The first Jesuits arrived in Mexico in 1572 and soon established a college in Mexico City. This was followed by five more in other cities. Eventually the Jesuits were to establish colleges exclusively for Indians.
Some shining figures of western history emerge from the mission period. From the very beginning the fathers championed the cause of the natives and protested against their inhumane treatment.
A Dominican, Antonio de Montesinos, who was in the first group of Dominicans to reach the Spanish possessions in the Caribbean in 1511, preached to the settlers in no uncertain terms: “You are in mortal sin … for the cruelty and tyranny you use in dealing with these innocent people … Tell me by what right or justice do you keep these Indians in such cruel or horrible servitude? … Are these not men? … Have they not rational souls? … Be certain that, in such a state as this, you can no more be saved than the Moors or Turks.” Unfortunately, for this and other like outbursts, he was recalled to Spain. One of the colonists he denounced was Bartolome de Las Casas, the historian, who later himself became a Dominican, and fought the cause of the Indians for the rest of his life, earning the title of “Protector of the Indians.”
One of the earliest of the Franciscans in Mexico, Toribio de Motolinia, a friend of Hernan Cortes, wrote bitterly of the conditions he found at the mines in which the Indians were forced to work: “It is hardly possible to walk except over dead men or bones, and so great were the numbers of birds and buzzards that came to eat the bodies of the dead that they cast a huge shadow over the sun.”
The first Franciscan Bishop of Mexico, Juan de Zumarraga, who arrived in 1528 at the age of sixty, was repelled by the abuses of the encomienda system and the distress rising from disputes among the leaders of New Spain. Fearing that he could not get a message openly to the Crown, he concealed a letter in a ball of wax which a sailor placed in a barrel of oil and later delivered to the king. The Bishop wrote to the King: “If it is true that your Majesty gave such a license, for the reverence of God, do very great penance for it.
The letter had the desired result: Nuno de Guzman, president of the ruling Audiencia, was banished and a new Audiencia established.
All of the missionaries were not strong men, of course, and many of them at times were unnecessarily harsh in their handling of the Indians, but they were willing to die for their work and their belief, and many did. It is also true that the first missionaries to arrive in the New World, through religious zeal to wipe out heathen practices and false idols, destroyed much of the literature that could have told us more about the pre-conquest civilizations.
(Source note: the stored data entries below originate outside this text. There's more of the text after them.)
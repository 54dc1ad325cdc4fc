//! Driver types for the dispatch system.

use serde::{Deserialize, Serialize};

/// Upper bound of the driver rating scale.
pub const MAX_RATING: f64 = 5.0;

/// A delivery driver.
///
/// Rating and the cumulative counters are seeded at startup and are not
/// changed by order transitions.
#[derive(Debug, Clone, PartialEq, Serialize, Deserialize)]
pub struct Driver {
	/// Unique identifier.
	pub id: String,
	/// Display name.
	pub name: String,
	/// Operating region.
	pub region: String,
	/// Customer rating in `0.0..=5.0`.
	pub rating: f64,
	/// Number of completed deliveries.
	pub deliveries_count: u64,
	/// Revenue generated, in currency units.
	pub revenue_total: u64,
}

/// Number of orders currently assigned to one driver.
#[derive(Debug, Clone, PartialEq, Eq, Serialize, Deserialize)]
pub struct DriverWorkload {
	pub driver_id: String,
	pub in_progress: usize,
}

/// Activity of one operating region, derived from its drivers and their orders.
#[derive(Debug, Clone, PartialEq, Serialize, Deserialize)]
pub struct RegionSummary {
	pub region: String,
	/// Drivers operating in the region.
	pub drivers: usize,
	/// Assigned or delivered orders handled by those drivers.
	pub orders: usize,
	/// Sum of those orders' amounts.
	pub revenue: u64,
	/// Mean rating of the region's drivers.
	pub average_rating: f64,
}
When the mistakes were realized, the Church tried to atone for the wrongs of their “soldiers,” and the friars were in the forefront of efforts to preserve the art, literature and folklore of the Indian nations.
In the march northward the Franciscans proceeded up north eastern Mexico, and into New Mexico, Texas and Florida, while the Jesuits went up through northwestern Mexico, into Sinaloa, Sonora, Chihuahua, Arizona and finally into Baja California. Though partially financed from the royal treasury, the missions were expected to become self-sufficient and many of them actually became rich establishments through stock raising and farming. Ideally, after ten years, the missions were supposed to be turned over to the parish clergy and the mission lands distributed among the Indians. This was not practical, especially in the north, where the Indians were less developed and not readily adaptable to a settled life of cultivation and discipline. Besides, the land grabbers were always waiting to seize the best lands whenever the mission hold was relaxed. The missionaries at first hoped to teach the Indians in their own native tongues, but, as there was such a bewildering variety of languages and dialects, they resorted to the teaching of Spanish, and thus it became the spoken word of a vast area from Southern United States to the tip of South America.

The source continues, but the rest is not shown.